[Stored data entries]
·····
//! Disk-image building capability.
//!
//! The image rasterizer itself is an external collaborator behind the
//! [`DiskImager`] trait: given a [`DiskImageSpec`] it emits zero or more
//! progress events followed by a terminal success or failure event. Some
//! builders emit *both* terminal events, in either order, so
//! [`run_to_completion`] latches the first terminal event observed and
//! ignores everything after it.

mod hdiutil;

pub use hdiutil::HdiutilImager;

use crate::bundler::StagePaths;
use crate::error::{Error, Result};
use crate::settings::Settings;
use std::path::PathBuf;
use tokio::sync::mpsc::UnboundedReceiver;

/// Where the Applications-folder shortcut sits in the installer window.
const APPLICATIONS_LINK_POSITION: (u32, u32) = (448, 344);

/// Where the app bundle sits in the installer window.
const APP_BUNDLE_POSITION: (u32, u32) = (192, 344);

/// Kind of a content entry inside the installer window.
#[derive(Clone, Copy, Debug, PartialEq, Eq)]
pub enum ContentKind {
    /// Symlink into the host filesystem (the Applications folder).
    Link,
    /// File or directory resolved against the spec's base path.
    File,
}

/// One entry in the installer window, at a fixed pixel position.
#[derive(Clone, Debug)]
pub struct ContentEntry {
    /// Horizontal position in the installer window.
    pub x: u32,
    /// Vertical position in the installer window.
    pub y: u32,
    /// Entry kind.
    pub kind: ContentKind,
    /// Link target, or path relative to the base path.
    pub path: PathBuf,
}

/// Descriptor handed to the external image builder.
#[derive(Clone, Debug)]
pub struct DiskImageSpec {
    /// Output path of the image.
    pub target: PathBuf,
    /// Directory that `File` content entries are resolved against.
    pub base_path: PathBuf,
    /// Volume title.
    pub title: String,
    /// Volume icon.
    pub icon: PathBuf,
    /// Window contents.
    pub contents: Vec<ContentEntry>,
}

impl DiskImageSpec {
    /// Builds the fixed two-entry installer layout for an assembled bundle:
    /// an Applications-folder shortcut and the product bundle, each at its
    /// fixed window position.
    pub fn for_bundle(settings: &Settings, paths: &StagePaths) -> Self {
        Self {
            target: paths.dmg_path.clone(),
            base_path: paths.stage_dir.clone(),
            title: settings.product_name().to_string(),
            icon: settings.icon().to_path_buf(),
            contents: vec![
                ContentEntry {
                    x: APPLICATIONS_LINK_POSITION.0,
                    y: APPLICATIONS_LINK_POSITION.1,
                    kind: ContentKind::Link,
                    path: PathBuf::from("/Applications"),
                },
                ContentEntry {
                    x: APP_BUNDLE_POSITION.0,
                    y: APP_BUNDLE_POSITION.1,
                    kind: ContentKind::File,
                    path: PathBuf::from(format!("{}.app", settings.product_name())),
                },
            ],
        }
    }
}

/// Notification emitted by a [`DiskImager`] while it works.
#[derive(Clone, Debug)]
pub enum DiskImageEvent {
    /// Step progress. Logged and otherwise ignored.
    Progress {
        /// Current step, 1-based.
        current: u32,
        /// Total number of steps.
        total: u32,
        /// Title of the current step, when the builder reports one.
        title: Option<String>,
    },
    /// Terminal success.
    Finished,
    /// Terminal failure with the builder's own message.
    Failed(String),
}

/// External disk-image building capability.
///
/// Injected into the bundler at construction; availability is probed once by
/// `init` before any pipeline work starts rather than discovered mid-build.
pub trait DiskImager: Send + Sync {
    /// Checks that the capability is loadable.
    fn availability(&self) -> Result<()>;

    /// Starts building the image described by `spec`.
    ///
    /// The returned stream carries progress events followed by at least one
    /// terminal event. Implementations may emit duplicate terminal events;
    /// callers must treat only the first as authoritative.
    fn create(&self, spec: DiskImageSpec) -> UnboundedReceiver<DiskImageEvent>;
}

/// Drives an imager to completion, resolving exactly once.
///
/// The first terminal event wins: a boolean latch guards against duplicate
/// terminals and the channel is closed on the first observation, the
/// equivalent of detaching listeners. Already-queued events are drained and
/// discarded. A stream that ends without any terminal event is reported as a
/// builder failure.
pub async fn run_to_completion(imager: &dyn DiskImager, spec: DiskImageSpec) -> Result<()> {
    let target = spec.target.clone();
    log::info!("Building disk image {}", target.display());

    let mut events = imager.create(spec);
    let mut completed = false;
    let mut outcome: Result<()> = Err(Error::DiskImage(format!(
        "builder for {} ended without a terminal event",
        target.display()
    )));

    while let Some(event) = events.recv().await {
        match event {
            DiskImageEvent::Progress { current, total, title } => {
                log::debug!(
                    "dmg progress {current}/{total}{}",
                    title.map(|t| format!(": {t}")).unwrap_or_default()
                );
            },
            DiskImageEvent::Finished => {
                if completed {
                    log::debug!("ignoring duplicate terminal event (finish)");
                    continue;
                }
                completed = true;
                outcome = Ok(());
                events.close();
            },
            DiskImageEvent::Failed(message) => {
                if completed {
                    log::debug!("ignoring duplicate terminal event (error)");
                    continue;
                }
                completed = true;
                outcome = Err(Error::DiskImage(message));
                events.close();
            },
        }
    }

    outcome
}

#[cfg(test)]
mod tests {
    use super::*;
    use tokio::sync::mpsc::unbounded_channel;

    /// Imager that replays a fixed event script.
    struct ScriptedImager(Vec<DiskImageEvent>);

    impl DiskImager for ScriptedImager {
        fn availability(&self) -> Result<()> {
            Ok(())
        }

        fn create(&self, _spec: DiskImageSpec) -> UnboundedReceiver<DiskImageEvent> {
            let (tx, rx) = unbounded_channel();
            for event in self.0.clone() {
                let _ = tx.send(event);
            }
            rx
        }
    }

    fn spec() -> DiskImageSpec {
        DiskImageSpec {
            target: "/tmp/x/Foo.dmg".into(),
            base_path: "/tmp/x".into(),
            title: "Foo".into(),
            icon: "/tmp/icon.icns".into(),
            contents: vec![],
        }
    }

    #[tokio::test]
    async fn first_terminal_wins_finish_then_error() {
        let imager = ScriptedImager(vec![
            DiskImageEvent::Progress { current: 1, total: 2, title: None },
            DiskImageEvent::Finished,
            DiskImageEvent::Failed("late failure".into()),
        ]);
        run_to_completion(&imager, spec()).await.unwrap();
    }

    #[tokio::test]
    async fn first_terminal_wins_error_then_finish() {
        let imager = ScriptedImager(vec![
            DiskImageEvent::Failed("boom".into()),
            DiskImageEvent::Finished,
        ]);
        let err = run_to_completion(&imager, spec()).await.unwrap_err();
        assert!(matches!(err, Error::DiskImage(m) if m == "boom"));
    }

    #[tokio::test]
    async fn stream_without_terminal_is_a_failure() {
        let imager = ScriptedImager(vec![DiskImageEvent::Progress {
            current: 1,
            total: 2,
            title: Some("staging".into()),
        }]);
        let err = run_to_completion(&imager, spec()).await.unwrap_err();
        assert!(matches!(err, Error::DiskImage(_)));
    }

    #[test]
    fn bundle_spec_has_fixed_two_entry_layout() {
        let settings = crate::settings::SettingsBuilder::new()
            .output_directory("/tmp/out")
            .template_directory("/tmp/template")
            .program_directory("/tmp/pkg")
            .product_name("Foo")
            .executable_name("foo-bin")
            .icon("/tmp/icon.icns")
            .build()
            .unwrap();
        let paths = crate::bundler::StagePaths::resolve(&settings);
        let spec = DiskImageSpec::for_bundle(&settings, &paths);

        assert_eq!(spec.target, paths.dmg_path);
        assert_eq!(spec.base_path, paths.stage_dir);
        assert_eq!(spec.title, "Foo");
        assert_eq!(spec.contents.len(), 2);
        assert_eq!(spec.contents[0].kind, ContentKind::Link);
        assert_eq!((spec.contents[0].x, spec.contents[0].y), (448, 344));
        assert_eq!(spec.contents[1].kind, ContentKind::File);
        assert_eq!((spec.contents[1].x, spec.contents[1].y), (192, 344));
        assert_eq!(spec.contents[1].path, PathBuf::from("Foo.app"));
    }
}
·····
_Task description_
Make an exact copy of every line in the data.

_The completed task_
//! Disk-image building capability.
//!
//! The image rasterizer itself is an external collaborator behind the
//! [`DiskImager`] trait: given a [`DiskImageSpec`] it emits zero or more
//! progress events followed by a terminal success or failure event. Some
//! builders emit *both* terminal events, in either order, so
//! [`run_to_completion`] latches the first terminal event observed and
//! ignores everything after it.

mod hdiutil;

pub use hdiutil::HdiutilImager;

use crate::bundler::StagePaths;
use crate::error::{Error, Result};
use crate::settings::Settings;
use std::path::PathBuf;
use tokio::sync::mpsc::UnboundedReceiver;

/// Where the Applications-folder shortcut sits in the installer window.
const APPLICATIONS_LINK_POSITION: (u32, u32) = (448, 344);

/// Where the app bundle sits in the installer window.
const APP_BUNDLE_POSITION: (u32, u32) = (192, 344);

/// Kind of a content entry inside the installer window.
#[derive(Clone, Copy, Debug, PartialEq, Eq)]
pub enum ContentKind {
    /// Symlink into the host filesystem (the Applications folder).
    Link,
    /// File or directory resolved against the spec's base path.
    File,
}

/// One entry in the installer window, at a fixed pixel position.
#[derive(Clone, Debug)]
pub struct ContentEntry {
    /// Horizontal position in the installer window.
    pub x: u32,
    /// Vertical position in the installer window.
    pub y: u32,
    /// Entry kind.
    pub kind: ContentKind,
    /// Link target, or path relative to the base path.
    pub path: PathBuf,
}

/// Descriptor handed to the external image builder.
#[derive(Clone, Debug)]
pub struct DiskImageSpec {
    /// Output path of the image.
    pub target: PathBuf,
    /// Directory that `File` content entries are resolved against.
    pub base_path: PathBuf,
    /// Volume title.
    pub title: String,
    /// Volume icon.
    pub icon: PathBuf,
    /// Window contents.
    pub contents: Vec<ContentEntry>,
}

impl DiskImageSpec {
    /// Builds the fixed two-entry installer layout for an assembled bundle:
    /// an Applications-folder shortcut and the product bundle, each at its
    /// fixed window position.
    pub fn for_bundle(settings: &Settings, paths: &StagePaths) -> Self {
        Self {
            target: paths.dmg_path.clone(),
            base_path: paths.stage_dir.clone(),
            title: settings.product_name().to_string(),
            icon: settings.icon().to_path_buf(),
            contents: vec![
                ContentEntry {
                    x: APPLICATIONS_LINK_POSITION.0,
                    y: APPLICATIONS_LINK_POSITION.1,
                    kind: ContentKind::Link,
                    path: PathBuf::from("/Applications"),
                },
                ContentEntry {
                    x: APP_BUNDLE_POSITION.0,
                    y: APP_BUNDLE_POSITION.1,
                    kind: ContentKind::File,
                    path: PathBuf::from(format!("{}.app", settings.product_name())),
                },
            ],
        }
    }
}

/// Notification emitted by a [`DiskImager`] while it works.
#[derive(Clone, Debug)]
pub enum DiskImageEvent {
    /// Step progress. Logged and otherwise ignored.
    Progress {
        /// Current step, 1-based.
        current: u32,
        /// Total number of steps.
        total: u32,
        /// Title of the current step, when the builder reports one.
        title: Option<String>,
    },
    /// Terminal success.
    Finished,
    /// Terminal failure with the builder's own message.
    Failed(String),
}

/// External disk-image building capability.
///
/// Injected into the bundler at construction; availability is probed once by
/// `init` before any pipeline work starts rather than discovered mid-build.
pub trait DiskImager: Send + Sync {
    /// Checks that the capability is loadable.
    fn availability(&self) -> Result<()>;

    /// Starts building the image described by `spec`.
    ///
    /// The returned stream carries progress events followed by at least one
    /// terminal event. Implementations may emit duplicate terminal events;
    /// callers must treat only the first as authoritative.
    fn create(&self, spec: DiskImageSpec) -> UnboundedReceiver<DiskImageEvent>;
}

/// Drives an imager to completion, resolving exactly once.
///
/// The first terminal event wins: a boolean latch guards against duplicate
/// terminals and the channel is closed on the first observation, the
/// equivalent of detaching listeners. Already-queued events are drained and
/// discarded. A stream that ends without any terminal event is reported as a
/// builder failure.
pub async fn run_to_completion(imager: &dyn DiskImager, spec: DiskImageSpec) -> Result<()> {
    let target = spec.target.clone();
    log::info!("Building disk image {}", target.display());

    let mut events = imager.create(spec);
    let mut completed = false;
    let mut outcome: Result<()> = Err(Error::DiskImage(format!(
        "builder for {} ended without a terminal event",
        target.display()
    )));

    while let Some(event) = events.recv().await {
        match event {
            DiskImageEvent::Progress { current, total, title } => {
                log::debug!(
                    "dmg progress {current}/{total}{}",
                    title.map(|t| format!(": {t}")).unwrap_or_default()
                );
            },
            DiskImageEvent::Finished => {
                if completed {
                    log::debug!("ignoring duplicate terminal event (finish)");
                    continue;
                }
                completed = true;
                outcome = Ok(());
                events.close();
            },
            DiskImageEvent::Failed(message) => {
                if completed {
                    log::debug!("ignoring duplicate terminal event (error)");
                    continue;
                }
                completed = true;
                outcome = Err(Error::DiskImage(message));
                events.close();
            },
        }
    }

    outcome
}

#[cfg(test)]
mod tests {
    use super::*;
    use tokio::sync::mpsc::unbounded_channel;

    /// Imager that replays a fixed event script.
    struct ScriptedImager(Vec<DiskImageEvent>);

    impl DiskImager for ScriptedImager {
        fn availability(&self) -> Result<()> {
            Ok(())
        }

        fn create(&self, _spec: DiskImageSpec) -> UnboundedReceiver<DiskImageEvent> {
            let (tx, rx) = unbounded_channel();
            for event in self.0.clone() {
                let _ = tx.send(event);
            }
            rx
        }
    }

    fn spec() -> DiskImageSpec {
        DiskImageSpec {
            target: "/tmp/x/Foo.dmg".into(),
            base_path: "/tmp/x".into(),
            title: "Foo".into(),
            icon: "/tmp/icon.icns".into(),
            contents: vec![],
        }
    }

    #[tokio::test]
    async fn first_terminal_wins_finish_then_error() {
        let imager = ScriptedImager(vec![
            DiskImageEvent::Progress { current: 1, total: 2, title: None },
            DiskImageEvent::Finished,
            DiskImageEvent::Failed("late failure".into()),
        ]);
        run_to_completion(&imager, spec()).await.unwrap();
    }

    #[tokio::test]
    async fn first_terminal_wins_error_then_finish() {
        let imager = ScriptedImager(vec![
            DiskImageEvent::Failed("boom".into()),
            DiskImageEvent::Finished,
        ]);
        let err = run_to_completion(&imager, spec()).await.unwrap_err();
        assert!(matches!(err, Error::DiskImage(m) if m == "boom"));
    }

    #[tokio::test]
    async fn stream_without_terminal_is_a_failure() {
        let imager = ScriptedImager(vec![DiskImageEvent::Progress {
            current: 1,
            total: 2,
            title: Some("staging".into()),
        }]);
        let err = run_to_completion(&imager, spec()).await.unwrap_err();
        assert!(matches!(err, Error::DiskImage(_)));
    }

    #[test]
    fn bundle_spec_has_fixed_two_entry_layout() {
        let settings = crate::settings::SettingsBuilder::new()
            .output_directory("/tmp/out")
            .template_directory("/tmp/template")
            .program_directory("/tmp/pkg")
            .product_name("Foo")
            .executable_name("foo-bin")
            .icon("/tmp/icon.icns")
            .build()
            .unwrap();
        let paths = crate::bundler::StagePaths::resolve(&settings);
        let spec = DiskImageSpec::for_bundle(&settings, &paths);

        assert_eq!(spec.target, paths.dmg_path);
        assert_eq!(spec.base_path, paths.stage_dir);
        assert_eq!(spec.title, "Foo");
        assert_eq!(spec.contents.len(), 2);
        assert_eq!(spec.contents[0].kind, ContentKind::Link);
        assert_eq!((spec.contents[0].x, spec.contents[0].y), (448, 344));
        assert_eq!(spec.contents[1].kind, ContentKind::File);
        assert_eq!((spec.contents[1].x, spec.contents[1].y), (192, 344));
        assert_eq!(spec.contents[1].path, PathBuf::from("Foo.app"));
    }
}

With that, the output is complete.